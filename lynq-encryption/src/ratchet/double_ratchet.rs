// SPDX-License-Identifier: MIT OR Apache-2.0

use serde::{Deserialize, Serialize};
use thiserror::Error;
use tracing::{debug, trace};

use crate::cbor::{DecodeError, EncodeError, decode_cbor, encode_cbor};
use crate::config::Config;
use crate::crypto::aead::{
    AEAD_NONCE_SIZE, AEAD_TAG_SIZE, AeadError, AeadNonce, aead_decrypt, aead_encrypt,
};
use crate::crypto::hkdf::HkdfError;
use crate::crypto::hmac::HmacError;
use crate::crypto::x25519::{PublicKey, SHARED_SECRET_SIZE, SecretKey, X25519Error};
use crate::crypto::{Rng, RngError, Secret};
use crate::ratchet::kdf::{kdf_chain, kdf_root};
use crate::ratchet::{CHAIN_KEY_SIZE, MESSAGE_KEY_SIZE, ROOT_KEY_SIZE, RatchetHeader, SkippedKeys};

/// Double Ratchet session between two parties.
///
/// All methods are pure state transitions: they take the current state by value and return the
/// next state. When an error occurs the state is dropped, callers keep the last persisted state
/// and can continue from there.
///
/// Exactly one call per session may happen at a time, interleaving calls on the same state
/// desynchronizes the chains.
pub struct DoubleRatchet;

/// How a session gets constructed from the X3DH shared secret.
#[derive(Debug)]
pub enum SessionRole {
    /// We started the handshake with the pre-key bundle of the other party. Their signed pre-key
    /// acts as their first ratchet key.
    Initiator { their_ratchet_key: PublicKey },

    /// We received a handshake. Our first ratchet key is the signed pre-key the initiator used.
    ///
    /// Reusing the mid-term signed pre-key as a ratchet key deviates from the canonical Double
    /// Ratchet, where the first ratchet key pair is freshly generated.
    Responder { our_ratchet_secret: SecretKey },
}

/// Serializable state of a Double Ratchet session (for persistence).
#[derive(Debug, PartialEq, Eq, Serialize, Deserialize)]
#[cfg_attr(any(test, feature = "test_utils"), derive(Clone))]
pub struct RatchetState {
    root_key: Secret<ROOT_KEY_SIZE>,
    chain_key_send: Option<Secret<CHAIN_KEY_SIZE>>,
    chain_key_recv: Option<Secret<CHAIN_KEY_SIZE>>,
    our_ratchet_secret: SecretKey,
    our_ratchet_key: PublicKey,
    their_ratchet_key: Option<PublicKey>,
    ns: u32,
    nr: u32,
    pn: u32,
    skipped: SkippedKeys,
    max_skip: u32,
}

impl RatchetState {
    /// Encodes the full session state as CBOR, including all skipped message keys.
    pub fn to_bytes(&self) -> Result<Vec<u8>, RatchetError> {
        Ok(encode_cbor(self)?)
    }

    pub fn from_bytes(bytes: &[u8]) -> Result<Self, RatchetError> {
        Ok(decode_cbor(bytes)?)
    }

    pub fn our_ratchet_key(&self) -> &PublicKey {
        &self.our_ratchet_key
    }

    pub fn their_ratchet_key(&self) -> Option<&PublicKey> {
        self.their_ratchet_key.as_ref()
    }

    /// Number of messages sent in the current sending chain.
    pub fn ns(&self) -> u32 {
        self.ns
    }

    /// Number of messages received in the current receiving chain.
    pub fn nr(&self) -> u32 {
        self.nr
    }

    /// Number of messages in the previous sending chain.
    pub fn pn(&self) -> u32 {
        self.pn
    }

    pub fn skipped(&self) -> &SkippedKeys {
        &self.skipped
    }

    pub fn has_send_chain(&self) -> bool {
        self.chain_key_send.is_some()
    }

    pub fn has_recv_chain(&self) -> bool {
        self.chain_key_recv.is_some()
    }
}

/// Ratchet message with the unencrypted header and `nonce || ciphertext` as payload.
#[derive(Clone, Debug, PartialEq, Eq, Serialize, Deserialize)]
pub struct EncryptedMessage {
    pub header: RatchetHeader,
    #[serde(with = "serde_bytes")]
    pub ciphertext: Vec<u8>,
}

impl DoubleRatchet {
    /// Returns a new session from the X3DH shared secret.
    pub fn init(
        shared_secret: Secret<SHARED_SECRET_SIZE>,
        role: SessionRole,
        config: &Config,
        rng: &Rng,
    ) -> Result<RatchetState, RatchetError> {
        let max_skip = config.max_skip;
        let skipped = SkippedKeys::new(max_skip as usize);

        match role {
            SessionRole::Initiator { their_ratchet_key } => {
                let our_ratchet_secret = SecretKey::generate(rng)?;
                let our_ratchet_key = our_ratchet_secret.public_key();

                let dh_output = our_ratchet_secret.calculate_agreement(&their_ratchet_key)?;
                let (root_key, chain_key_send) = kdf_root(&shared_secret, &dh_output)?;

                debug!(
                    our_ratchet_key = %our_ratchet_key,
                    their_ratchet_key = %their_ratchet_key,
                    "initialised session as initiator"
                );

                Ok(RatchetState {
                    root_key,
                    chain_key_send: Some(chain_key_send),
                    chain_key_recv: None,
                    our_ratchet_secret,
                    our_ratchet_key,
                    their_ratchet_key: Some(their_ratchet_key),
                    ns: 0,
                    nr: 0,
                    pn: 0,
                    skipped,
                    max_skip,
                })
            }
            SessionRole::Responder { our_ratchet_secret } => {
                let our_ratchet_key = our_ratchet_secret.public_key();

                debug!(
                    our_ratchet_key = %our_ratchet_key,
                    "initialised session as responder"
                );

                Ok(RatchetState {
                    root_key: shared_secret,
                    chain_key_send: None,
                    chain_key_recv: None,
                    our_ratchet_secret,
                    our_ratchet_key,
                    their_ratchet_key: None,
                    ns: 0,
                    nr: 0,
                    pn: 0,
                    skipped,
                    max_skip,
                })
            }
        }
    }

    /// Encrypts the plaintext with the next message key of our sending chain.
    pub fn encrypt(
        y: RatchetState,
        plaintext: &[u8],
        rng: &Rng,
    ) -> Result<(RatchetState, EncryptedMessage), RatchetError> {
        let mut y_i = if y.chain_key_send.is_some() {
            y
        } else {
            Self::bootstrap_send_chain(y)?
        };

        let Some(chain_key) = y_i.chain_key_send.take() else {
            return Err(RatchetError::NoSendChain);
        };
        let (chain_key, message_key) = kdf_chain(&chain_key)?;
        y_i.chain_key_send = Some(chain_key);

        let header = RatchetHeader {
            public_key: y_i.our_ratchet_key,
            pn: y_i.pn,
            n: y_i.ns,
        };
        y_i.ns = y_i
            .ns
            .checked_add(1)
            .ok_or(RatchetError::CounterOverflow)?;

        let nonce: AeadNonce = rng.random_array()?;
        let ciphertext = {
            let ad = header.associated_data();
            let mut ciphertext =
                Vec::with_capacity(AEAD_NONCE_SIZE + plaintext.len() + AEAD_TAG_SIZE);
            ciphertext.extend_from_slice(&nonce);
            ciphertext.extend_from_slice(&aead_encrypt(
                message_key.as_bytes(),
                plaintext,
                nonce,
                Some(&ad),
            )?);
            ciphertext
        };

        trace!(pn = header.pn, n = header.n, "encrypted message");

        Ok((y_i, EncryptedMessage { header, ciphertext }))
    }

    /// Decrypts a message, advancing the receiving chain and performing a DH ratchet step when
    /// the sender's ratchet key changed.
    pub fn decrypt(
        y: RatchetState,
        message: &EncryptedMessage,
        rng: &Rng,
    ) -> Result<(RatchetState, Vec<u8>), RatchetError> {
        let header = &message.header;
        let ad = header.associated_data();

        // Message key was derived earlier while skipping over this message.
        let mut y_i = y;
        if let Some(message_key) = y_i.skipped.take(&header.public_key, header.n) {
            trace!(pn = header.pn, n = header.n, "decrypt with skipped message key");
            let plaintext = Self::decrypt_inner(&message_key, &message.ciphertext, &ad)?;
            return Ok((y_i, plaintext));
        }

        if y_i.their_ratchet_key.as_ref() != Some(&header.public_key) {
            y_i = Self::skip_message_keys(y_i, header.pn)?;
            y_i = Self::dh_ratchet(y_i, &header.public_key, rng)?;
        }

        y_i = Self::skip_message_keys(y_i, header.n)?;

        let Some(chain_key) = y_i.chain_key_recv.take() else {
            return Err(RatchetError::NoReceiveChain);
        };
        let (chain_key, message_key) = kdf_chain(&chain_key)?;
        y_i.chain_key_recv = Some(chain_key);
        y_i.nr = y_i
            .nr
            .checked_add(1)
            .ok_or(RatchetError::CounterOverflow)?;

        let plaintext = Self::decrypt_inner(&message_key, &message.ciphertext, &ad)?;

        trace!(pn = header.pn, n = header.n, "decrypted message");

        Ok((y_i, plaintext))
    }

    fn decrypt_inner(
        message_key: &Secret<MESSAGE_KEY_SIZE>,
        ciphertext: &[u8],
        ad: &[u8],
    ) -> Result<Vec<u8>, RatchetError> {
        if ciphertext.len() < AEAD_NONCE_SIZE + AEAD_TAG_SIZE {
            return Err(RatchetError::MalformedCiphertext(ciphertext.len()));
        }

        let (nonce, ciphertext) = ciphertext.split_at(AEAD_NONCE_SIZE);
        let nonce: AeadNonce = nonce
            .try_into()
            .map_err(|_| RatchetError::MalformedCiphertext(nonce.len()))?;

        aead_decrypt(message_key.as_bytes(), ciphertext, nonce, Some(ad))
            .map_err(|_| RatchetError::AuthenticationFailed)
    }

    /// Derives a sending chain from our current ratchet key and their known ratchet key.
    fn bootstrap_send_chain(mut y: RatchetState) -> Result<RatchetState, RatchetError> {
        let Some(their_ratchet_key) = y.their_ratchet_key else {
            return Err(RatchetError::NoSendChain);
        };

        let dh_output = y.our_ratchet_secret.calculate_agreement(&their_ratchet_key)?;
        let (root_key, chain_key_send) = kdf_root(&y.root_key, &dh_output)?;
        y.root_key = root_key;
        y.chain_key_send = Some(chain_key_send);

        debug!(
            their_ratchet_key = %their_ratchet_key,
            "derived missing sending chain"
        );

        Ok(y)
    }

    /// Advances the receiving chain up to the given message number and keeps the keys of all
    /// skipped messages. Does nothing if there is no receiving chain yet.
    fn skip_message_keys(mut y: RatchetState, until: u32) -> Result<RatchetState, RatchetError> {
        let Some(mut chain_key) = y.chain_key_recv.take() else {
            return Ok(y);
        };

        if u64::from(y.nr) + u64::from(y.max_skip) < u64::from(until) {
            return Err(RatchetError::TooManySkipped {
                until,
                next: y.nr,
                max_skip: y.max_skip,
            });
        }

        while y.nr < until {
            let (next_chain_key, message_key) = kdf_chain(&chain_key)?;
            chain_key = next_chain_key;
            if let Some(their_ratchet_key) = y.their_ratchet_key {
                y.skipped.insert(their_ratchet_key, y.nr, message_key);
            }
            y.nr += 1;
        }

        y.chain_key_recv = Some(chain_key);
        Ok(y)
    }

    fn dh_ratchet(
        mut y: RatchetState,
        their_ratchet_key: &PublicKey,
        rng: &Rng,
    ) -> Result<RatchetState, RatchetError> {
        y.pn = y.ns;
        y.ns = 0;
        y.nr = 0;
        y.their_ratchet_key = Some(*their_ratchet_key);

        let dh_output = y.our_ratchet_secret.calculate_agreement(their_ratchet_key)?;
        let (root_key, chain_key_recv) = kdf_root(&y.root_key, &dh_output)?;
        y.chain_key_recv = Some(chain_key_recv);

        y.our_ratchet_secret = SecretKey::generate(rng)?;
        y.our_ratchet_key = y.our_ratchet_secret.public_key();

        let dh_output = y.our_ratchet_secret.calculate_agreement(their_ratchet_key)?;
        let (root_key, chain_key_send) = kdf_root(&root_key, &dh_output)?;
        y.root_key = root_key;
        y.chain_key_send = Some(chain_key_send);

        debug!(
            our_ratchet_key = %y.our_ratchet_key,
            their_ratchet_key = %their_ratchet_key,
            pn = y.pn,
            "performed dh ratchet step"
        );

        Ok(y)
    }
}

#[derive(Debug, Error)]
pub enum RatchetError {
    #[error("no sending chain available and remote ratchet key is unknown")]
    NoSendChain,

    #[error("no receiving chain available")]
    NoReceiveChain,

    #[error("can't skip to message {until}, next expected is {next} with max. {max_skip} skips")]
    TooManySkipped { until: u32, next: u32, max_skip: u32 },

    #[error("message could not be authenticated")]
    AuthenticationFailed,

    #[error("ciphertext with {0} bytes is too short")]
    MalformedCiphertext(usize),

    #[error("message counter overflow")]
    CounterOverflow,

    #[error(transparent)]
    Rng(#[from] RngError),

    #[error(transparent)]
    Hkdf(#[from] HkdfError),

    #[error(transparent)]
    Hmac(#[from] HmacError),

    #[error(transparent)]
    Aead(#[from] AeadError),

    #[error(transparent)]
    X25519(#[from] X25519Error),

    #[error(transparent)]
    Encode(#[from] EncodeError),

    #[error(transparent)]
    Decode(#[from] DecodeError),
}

____

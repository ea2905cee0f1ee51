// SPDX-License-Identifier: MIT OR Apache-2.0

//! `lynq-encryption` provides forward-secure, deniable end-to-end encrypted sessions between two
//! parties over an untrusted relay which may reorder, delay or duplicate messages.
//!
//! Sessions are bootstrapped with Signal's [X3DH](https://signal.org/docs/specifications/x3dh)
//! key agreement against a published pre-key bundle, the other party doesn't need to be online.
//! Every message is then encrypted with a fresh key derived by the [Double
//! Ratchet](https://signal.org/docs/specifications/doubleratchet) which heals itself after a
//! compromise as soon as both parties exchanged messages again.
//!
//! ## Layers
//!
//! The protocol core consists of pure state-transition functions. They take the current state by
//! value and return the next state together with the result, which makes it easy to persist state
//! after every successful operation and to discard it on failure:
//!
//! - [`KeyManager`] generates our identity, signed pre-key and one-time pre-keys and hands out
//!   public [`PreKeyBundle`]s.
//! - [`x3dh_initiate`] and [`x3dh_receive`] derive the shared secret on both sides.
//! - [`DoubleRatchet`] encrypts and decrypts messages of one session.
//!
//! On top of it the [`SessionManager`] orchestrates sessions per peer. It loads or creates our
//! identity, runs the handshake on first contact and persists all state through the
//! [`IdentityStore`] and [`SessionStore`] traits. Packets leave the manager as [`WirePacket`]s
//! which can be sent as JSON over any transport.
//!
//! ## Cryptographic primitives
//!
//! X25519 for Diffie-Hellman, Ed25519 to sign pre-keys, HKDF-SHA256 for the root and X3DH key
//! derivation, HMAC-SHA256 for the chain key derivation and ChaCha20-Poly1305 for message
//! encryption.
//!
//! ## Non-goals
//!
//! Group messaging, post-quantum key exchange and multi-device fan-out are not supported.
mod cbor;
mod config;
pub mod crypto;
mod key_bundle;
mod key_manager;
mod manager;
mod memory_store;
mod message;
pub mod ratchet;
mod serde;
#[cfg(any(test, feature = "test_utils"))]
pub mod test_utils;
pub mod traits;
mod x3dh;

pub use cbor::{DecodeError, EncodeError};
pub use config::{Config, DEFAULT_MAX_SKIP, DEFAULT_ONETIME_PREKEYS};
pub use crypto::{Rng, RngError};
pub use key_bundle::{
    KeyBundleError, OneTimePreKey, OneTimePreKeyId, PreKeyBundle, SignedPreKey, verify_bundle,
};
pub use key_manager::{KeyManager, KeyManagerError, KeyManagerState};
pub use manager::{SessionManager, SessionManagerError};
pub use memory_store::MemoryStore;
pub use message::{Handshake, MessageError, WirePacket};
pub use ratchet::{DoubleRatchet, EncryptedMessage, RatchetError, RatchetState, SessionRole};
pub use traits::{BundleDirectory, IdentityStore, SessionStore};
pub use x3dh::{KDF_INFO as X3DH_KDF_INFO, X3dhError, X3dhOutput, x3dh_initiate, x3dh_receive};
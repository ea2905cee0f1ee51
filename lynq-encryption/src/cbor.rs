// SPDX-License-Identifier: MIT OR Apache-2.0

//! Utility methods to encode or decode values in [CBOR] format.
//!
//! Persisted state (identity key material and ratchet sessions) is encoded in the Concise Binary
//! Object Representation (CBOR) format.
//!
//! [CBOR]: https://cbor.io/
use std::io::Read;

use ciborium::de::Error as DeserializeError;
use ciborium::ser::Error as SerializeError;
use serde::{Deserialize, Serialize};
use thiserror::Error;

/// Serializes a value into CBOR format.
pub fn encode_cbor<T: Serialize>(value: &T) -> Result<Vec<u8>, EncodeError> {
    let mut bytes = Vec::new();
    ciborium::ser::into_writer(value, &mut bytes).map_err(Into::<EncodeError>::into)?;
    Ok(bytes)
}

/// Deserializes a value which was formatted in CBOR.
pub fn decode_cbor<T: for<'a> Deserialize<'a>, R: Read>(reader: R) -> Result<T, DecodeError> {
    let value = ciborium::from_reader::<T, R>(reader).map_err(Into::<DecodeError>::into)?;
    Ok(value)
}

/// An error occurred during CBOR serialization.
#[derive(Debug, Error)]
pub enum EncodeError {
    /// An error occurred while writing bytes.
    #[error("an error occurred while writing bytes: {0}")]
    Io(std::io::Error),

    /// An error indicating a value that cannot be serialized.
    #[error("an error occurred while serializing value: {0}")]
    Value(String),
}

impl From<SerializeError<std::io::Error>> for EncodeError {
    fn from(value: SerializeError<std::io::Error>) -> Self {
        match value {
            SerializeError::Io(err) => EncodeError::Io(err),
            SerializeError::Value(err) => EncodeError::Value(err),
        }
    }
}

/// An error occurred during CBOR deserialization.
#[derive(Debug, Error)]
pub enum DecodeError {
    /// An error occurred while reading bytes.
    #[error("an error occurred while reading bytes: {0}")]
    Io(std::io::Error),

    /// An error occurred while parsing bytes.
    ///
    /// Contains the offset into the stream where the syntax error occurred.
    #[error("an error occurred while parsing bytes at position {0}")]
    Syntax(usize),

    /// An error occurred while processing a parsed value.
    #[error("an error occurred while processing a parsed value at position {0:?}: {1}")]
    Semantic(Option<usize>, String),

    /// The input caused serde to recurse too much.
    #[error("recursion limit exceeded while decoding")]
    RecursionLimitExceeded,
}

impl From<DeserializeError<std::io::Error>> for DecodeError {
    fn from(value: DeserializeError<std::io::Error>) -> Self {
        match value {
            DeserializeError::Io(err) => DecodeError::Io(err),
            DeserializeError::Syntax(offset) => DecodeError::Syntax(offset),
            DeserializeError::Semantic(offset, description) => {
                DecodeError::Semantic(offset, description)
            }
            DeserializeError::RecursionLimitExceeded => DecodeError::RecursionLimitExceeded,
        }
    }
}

____

**ABOUT THIS EXERCISE:**
From the entries above, give again exactly the lines running from the line with "let (root_key, chain_key_recv)" to the line with "y.our_ratchet_key = y.our_ratchet_secret.public_key();"; include both of those lines.

**TASK OUTPUT:**
        let (root_key, chain_key_recv) = kdf_root(&y.root_key, &dh_output)?;
        y.chain_key_recv = Some(chain_key_recv);

        y.our_ratchet_secret = SecretKey::generate(rng)?;
        y.our_ratchet_key = y.our_ratchet_secret.public_key();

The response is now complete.